**Task objective**
Below are records; count the lines that contain "remove" and state only that count.
[Opening Source data section]
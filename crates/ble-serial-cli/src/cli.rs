//! Command-line interface definitions and parsing

use std::path::PathBuf;

use clap::{Parser, Subcommand};
use uuid::Uuid;

#[derive(Parser)]
#[command(author, version, about, long_about = None)]
pub struct Cli {
    #[command(subcommand)]
    pub command: Commands,

    /// Enable verbose logging
    #[arg(short, long, global = true)]
    pub verbose: bool,

    /// Configuration file path
    #[arg(short, long, global = true)]
    pub config: Option<PathBuf>,

    /// Use simulated echo adapters instead of the Bluetooth radio
    #[arg(long, global = true)]
    pub simulate: bool,

    /// Service UUID to scan for (repeatable, replaces the configured set)
    #[arg(long = "service", global = true)]
    pub services: Vec<Uuid>,
}

#[derive(Subcommand)]
pub enum Commands {
    /// List serial adapters in range
    Scan {
        /// Seconds to scan for
        #[arg(short, long, default_value_t = 10)]
        duration: u64,
    },
    /// Open a serial terminal to a peripheral
    Connect {
        /// Peripheral identifier or advertised name
        peripheral: String,
        /// Seconds to look for the peripheral before giving up
        #[arg(long, default_value_t = 10)]
        scan_timeout: u64,
        /// Log RSSI every N seconds while connected
        #[arg(long)]
        rssi_interval: Option<u64>,
        /// Send hex-encoded input lines and print received bytes as hex
        #[arg(long)]
        hex: bool,
    },
    /// Sample the signal strength of a peripheral
    Rssi {
        /// Peripheral identifier or advertised name
        peripheral: String,
        /// Seconds between samples
        #[arg(short, long, default_value_t = 1)]
        interval: u64,
        /// Stop after this many samples
        #[arg(short = 'n', long)]
        count: Option<usize>,
        /// Seconds to look for the peripheral before giving up
        #[arg(long, default_value_t = 10)]
        scan_timeout: u64,
    },
    /// Print the effective configuration as TOML
    Config {
        /// Also write it to the default configuration path
        #[arg(long)]
        write: bool,
    },
}
//! Peripheral scanning and discovery de-duplication

use std::collections::HashMap;
use std::sync::Arc;

use tracing::{debug, info, trace, warn};

use crate::config::BleSerialConfig;
use crate::error::{BleSerialError, PlatformError};
use crate::observer::ScanObserver;
use crate::peripheral::{Peripheral, PeripheralId};
use crate::platform::{BlePlatform, RadioState};
use crate::protocol::ServiceSet;

// ----------------------------------------------------------------------------
// Scan Result
// ----------------------------------------------------------------------------

/// Snapshot of every currently known peripheral, unique by identifier and
/// ordered by identifier
#[derive(Debug, Clone, Default, PartialEq)]
pub struct ScanResult {
    peripherals: Vec<Peripheral>,
}

impl ScanResult {
    pub fn iter(&self) -> std::slice::Iter<'_, Peripheral> {
        self.peripherals.iter()
    }

    pub fn len(&self) -> usize {
        self.peripherals.len()
    }

    pub fn is_empty(&self) -> bool {
        self.peripherals.is_empty()
    }

    pub fn get(&self, id: &PeripheralId) -> Option<&Peripheral> {
        self.peripherals.iter().find(|p| &p.id == id)
    }

    pub fn contains(&self, id: &PeripheralId) -> bool {
        self.get(id).is_some()
    }

    pub fn into_vec(self) -> Vec<Peripheral> {
        self.peripherals
    }
}

impl<'a> IntoIterator for &'a ScanResult {
    type Item = &'a Peripheral;
    type IntoIter = std::slice::Iter<'a, Peripheral>;

    fn into_iter(self) -> Self::IntoIter {
        self.peripherals.iter()
    }
}

// ----------------------------------------------------------------------------
// Discovered Set
// ----------------------------------------------------------------------------

/// Known peripherals keyed by identifier
#[derive(Debug, Default)]
pub(crate) struct DiscoveredSet {
    peripherals: HashMap<PeripheralId, Peripheral>,
}

impl DiscoveredSet {
    /// Insert or refresh a peripheral. Returns true for a first sighting.
    pub fn upsert(&mut self, peripheral: Peripheral) -> bool {
        match self.peripherals.get_mut(&peripheral.id) {
            Some(known) => {
                if peripheral.name.is_some() {
                    known.name = peripheral.name;
                }
                if !peripheral.services.is_empty() {
                    known.services = peripheral.services;
                }
                if peripheral.rssi.is_some() {
                    known.rssi = peripheral.rssi;
                }
                false
            }
            None => {
                self.peripherals.insert(peripheral.id.clone(), peripheral);
                true
            }
        }
    }

    pub fn remove(&mut self, id: &PeripheralId) -> bool {
        self.peripherals.remove(id).is_some()
    }

    pub fn contains(&self, id: &PeripheralId) -> bool {
        self.peripherals.contains_key(id)
    }

    pub fn get(&self, id: &PeripheralId) -> Option<&Peripheral> {
        self.peripherals.get(id)
    }

    pub fn clear(&mut self) {
        self.peripherals.clear();
    }

    pub fn snapshot(&self) -> ScanResult {
        let mut peripherals: Vec<Peripheral> = self.peripherals.values().cloned().collect();
        peripherals.sort_by(|a, b| a.id.cmp(&b.id));
        ScanResult { peripherals }
    }
}

// ----------------------------------------------------------------------------
// Scan Session
// ----------------------------------------------------------------------------

/// Drives the platform scan and keeps the set of usable peripherals
pub(crate) struct ScanSession {
    services: ServiceSet,
    target: Option<PeripheralId>,
    known: DiscoveredSet,
    observer: Option<Arc<dyn ScanObserver>>,
    scanning: bool,
    /// Bumped on every start so stale scan timers can be told apart
    generation: u64,
}

impl ScanSession {
    pub fn new(config: &BleSerialConfig) -> Self {
        Self {
            services: config.service_uuids.clone(),
            target: config.target_peripheral.clone(),
            known: DiscoveredSet::default(),
            observer: None,
            scanning: false,
            generation: 0,
        }
    }

    pub fn is_scanning(&self) -> bool {
        self.scanning
    }

    /// Whether `id` came from a discovery that is still valid
    pub fn is_known(&self, id: &PeripheralId) -> bool {
        self.known.contains(id)
    }

    /// Latest advertised data of a usable peripheral
    pub fn lookup(&self, id: &PeripheralId) -> Option<Peripheral> {
        self.known.get(id).cloned()
    }

    /// Start scanning. Returns the scan generation when a new scan began.
    pub async fn start(
        &mut self,
        observer: Arc<dyn ScanObserver>,
        platform: &dyn BlePlatform,
    ) -> Option<u64> {
        if self.scanning {
            debug!("Scan already running, ignoring start");
            return None;
        }

        if let Some(error) = radio_error(platform.radio_state().await) {
            warn!("Cannot scan: {}", error);
            observer.on_scan_failed(&error);
            return None;
        }

        if let Err(e) = platform.start_scan(&self.services).await {
            let error = scan_error(e);
            warn!("Failed to start BLE scan: {}", error);
            observer.on_scan_failed(&error);
            return None;
        }

        self.known.clear();
        self.observer = Some(observer);
        self.scanning = true;
        self.generation += 1;
        info!(
            "Started BLE scanning for {} service(s)",
            self.services.uuids().len()
        );
        Some(self.generation)
    }

    /// Stop scanning; idempotent
    pub async fn stop(&mut self, platform: &dyn BlePlatform) {
        if !self.scanning {
            return;
        }
        self.scanning = false;
        self.observer = None;
        if let Err(e) = platform.stop_scan().await {
            warn!("Failed to stop BLE scan: {}", e);
        }
        info!("Stopped BLE scanning");
    }

    /// Scan timer fired
    pub async fn on_timeout(&mut self, generation: u64, platform: &dyn BlePlatform) {
        if self.scanning && generation == self.generation {
            debug!("Scan timeout reached");
            self.stop(platform).await;
        }
    }

    pub fn on_discovered(&mut self, peripheral: Peripheral) {
        if !self.scanning {
            trace!("Ignoring advertisement from {} while not scanning", peripheral.id);
            return;
        }
        if self.target.as_ref().is_some_and(|target| *target != peripheral.id) {
            return;
        }
        if !self.known.contains(&peripheral.id) && !self.services.matches(&peripheral.services) {
            trace!("Ignoring {}: no matching service", peripheral.id);
            return;
        }

        let id = peripheral.id.clone();
        if self.known.upsert(peripheral) {
            debug!("Discovered peripheral {}", id);
        }
        self.publish();
    }

    /// Drop a peripheral that went stale
    pub fn forget(&mut self, id: &PeripheralId) {
        if self.known.remove(id) {
            debug!("Peripheral {} is no longer usable", id);
            if self.scanning {
                self.publish();
            }
        }
    }

    pub fn on_radio_state(&mut self, state: RadioState) {
        if !self.scanning {
            return;
        }
        if let Some(error) = radio_error(state) {
            warn!("Scanning interrupted: {}", error);
            self.scanning = false;
            if let Some(observer) = self.observer.take() {
                observer.on_scan_failed(&error);
            }
        }
    }

    fn publish(&self) {
        if let Some(observer) = &self.observer {
            observer.on_peripherals_updated(&self.known.snapshot());
        }
    }
}

fn radio_error(state: RadioState) -> Option<BleSerialError> {
    match state {
        RadioState::Available => None,
        RadioState::Unauthorized => Some(BleSerialError::Unauthorized),
        RadioState::PoweredOff | RadioState::Unsupported => Some(BleSerialError::RadioUnavailable),
    }
}

fn scan_error(error: PlatformError) -> BleSerialError {
    match error {
        PlatformError::RadioUnavailable => BleSerialError::RadioUnavailable,
        PlatformError::Unauthorized => BleSerialError::Unauthorized,
        other => BleSerialError::Platform(other),
    }
}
[Closing Source data section]
**The completed task**
3